Work to be completed — Each line below that contains the word "value" is to be counted; give only the final number.

Stored items
↓↓↓
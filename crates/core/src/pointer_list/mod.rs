//! Sequence with a persistent cursor.
//!
//! The cursor lives in `0..=len`. Unchecked accessors ([`PointerList::get`],
//! [`PointerList::peek_next`], ...) index directly and panic when the
//! corresponding validity check (`is_pointer_valid`, `is_next_valid`,
//! `is_last_valid`) is false; callers in hot loops check first. Every
//! accessor also comes as a `try_*` variant returning `Option`/`bool` and an
//! `*_or` variant falling back to a caller supplied default.
//!
//! Movement never reorders the underlying sequence.

/// Ordered list plus a single cursor index.
#[derive(Debug, Clone)]
pub struct PointerList<T> {
    items: Vec<T>,
    pointer: usize,
}

impl<T> Default for PointerList<T> {
    fn default() -> Self {
        Self {
            items: Vec::new(),
            pointer: 0,
        }
    }
}

impl<T> From<Vec<T>> for PointerList<T> {
    fn from(items: Vec<T>) -> Self {
        Self { items, pointer: 0 }
    }
}

impl<T: Copy> PointerList<T> {
    pub fn new(items: Vec<T>) -> Self {
        Self::from(items)
    }

    pub fn len(&self) -> usize {
        self.items.len()
    }

    pub fn is_empty(&self) -> bool {
        self.items.is_empty()
    }

    pub fn as_slice(&self) -> &[T] {
        &self.items
    }

    pub fn pointer(&self) -> usize {
        self.pointer
    }

    /// Moves the cursor to `index`, clamped to `0..=len`.
    pub fn set_pointer(&mut self, index: usize) {
        self.pointer = index.min(self.items.len());
    }

    pub fn set_pointer_to_first(&mut self, offset: usize) {
        self.set_pointer(offset);
    }

    /// Places the cursor `offset` elements before the last one.
    pub fn set_pointer_to_last(&mut self, offset: usize) {
        self.set_pointer(self.items.len().saturating_sub(1 + offset));
    }

    /// Elements strictly after the cursor.
    pub fn remaining_forward(&self) -> usize {
        self.items.len().saturating_sub(self.pointer + 1)
    }

    /// Elements strictly before the cursor.
    pub fn remaining_backward(&self) -> usize {
        self.pointer
    }

    pub fn is_pointer_valid(&self) -> bool {
        self.pointer < self.items.len()
    }

    pub fn is_next_valid(&self) -> bool {
        self.pointer + 1 < self.items.len()
    }

    pub fn is_last_valid(&self) -> bool {
        self.pointer >= 1 && self.pointer - 1 < self.items.len()
    }

    pub fn has_next(&self) -> bool {
        self.is_next_valid()
    }

    pub fn has_last(&self) -> bool {
        self.is_last_valid()
    }

    /// # Panics
    /// When `is_pointer_valid()` is false.
    pub fn get(&self) -> T {
        self.items[self.pointer]
    }

    /// # Panics
    /// When `is_next_valid()` is false.
    pub fn peek_next(&self) -> T {
        self.items[self.pointer + 1]
    }

    /// # Panics
    /// When `is_last_valid()` is false.
    pub fn peek_last(&self) -> T {
        self.items[self.pointer - 1]
    }

    /// # Panics
    /// When `is_next_valid()` is false.
    pub fn move_next(&mut self) -> T {
        let item = self.peek_next();
        self.pointer += 1;
        item
    }

    /// # Panics
    /// When `is_last_valid()` is false.
    pub fn move_last(&mut self) -> T {
        let item = self.peek_last();
        self.pointer -= 1;
        item
    }

    /// Advances the cursor by one. Stepping past the end is a no-op.
    pub fn skip_to_next(&mut self) {
        if self.pointer < self.items.len() {
            self.pointer += 1;
        }
    }

    /// Moves the cursor back by one. Stepping before the start is a no-op.
    pub fn skip_to_last(&mut self) {
        self.pointer = self.pointer.saturating_sub(1);
    }

    pub fn try_get(&self) -> Option<T> {
        self.is_pointer_valid().then(|| self.get())
    }

    pub fn try_peek_next(&self) -> Option<T> {
        self.is_next_valid().then(|| self.peek_next())
    }

    pub fn try_peek_last(&self) -> Option<T> {
        self.is_last_valid().then(|| self.peek_last())
    }

    pub fn try_move_next(&mut self) -> Option<T> {
        self.is_next_valid().then(|| self.move_next())
    }

    pub fn try_move_last(&mut self) -> Option<T> {
        self.is_last_valid().then(|| self.move_last())
    }

    pub fn try_skip_to_next(&mut self) -> bool {
        let valid = self.is_next_valid();
        if valid {
            self.pointer += 1;
        }
        valid
    }

    pub fn try_skip_to_last(&mut self) -> bool {
        let valid = self.is_last_valid();
        if valid {
            self.pointer -= 1;
        }
        valid
    }

    pub fn get_or(&self, default: T) -> T {
        self.try_get().unwrap_or(default)
    }

    pub fn peek_next_or(&self, default: T) -> T {
        self.try_peek_next().unwrap_or(default)
    }

    pub fn peek_last_or(&self, default: T) -> T {
        self.try_peek_last().unwrap_or(default)
    }

    pub fn move_next_or(&mut self, default: T) -> T {
        self.try_move_next().unwrap_or(default)
    }

    pub fn move_last_or(&mut self, default: T) -> T {
        self.try_move_last().unwrap_or(default)
    }

    /// Places the cursor on the first element for which `crossed` is false.
    ///
    /// `crossed` must be true for a prefix of the list and false afterwards,
    /// which holds for any predicate monotonic in the list's sort key.
    pub fn seek_partition<F>(&mut self, crossed: F)
    where
        F: FnMut(&T) -> bool,
    {
        self.pointer = self.items.partition_point(crossed);
    }

    /// Stable re-sort of the underlying items. The cursor index is kept as-is
    /// and usually needs re-seating with [`PointerList::seek_partition`].
    pub fn sort_by_key_f64<F>(&mut self, mut key: F)
    where
        F: FnMut(&T) -> f64,
    {
        self.items.sort_by(|a, b| key(a).total_cmp(&key(b)));
    }
}
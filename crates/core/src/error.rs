/// Result alias that carries the custom [`WindowError`] type.
pub type Result<T> = std::result::Result<T, WindowError>;

/// Common error type for the core crate.
///
/// Only load-time entry points (config parsing, chart validation, fraction
/// construction) produce these. The per-tick path never fails; shortfalls there
/// are reported through `tracing` and the window diagnostics instead.
#[derive(Debug, thiserror::Error)]
pub enum WindowError {
    /// Free-form message for conditions that do not warrant their own variant.
    #[error("{0}")]
    Message(String),
    /// Wrapper around standard IO errors.
    #[error("{0}")]
    Io(#[from] std::io::Error),
    /// Malformed JSON in a chart or layer configuration document.
    #[error("{0}")]
    Json(#[from] serde_json::Error),
    /// A fraction was built with a zero denominator.
    #[error("fraction {numerator}/{denominator} has a zero denominator")]
    InvalidFraction { numerator: i64, denominator: i64 },
    /// A fraction whose reduced form does not fit in 64 bits.
    #[error("fraction {0} is out of range")]
    FractionOutOfRange(String),
    /// A carrier violates the construction invariants of the timeline.
    #[error("carrier #{index} is invalid: {reason}")]
    InvalidCarrier { index: usize, reason: String },
    /// A layer or window configuration value is out of range.
    #[error("invalid configuration: {0}")]
    InvalidConfig(String),
}

impl WindowError {
    /// Creates a new error that simply wraps the provided message.
    pub fn msg<T: Into<String>>(msg: T) -> Self {
        Self::Message(msg.into())
    }

    pub(crate) fn config<T: Into<String>>(msg: T) -> Self {
        Self::InvalidConfig(msg.into())
    }
}

impl From<&str> for WindowError {
    fn from(value: &str) -> Self {
        Self::msg(value)
    }
}

impl From<String> for WindowError {
    fn from(value: String) -> Self {
        Self::Message(value)
    }
}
↑↑↑
Answer to the problem — 5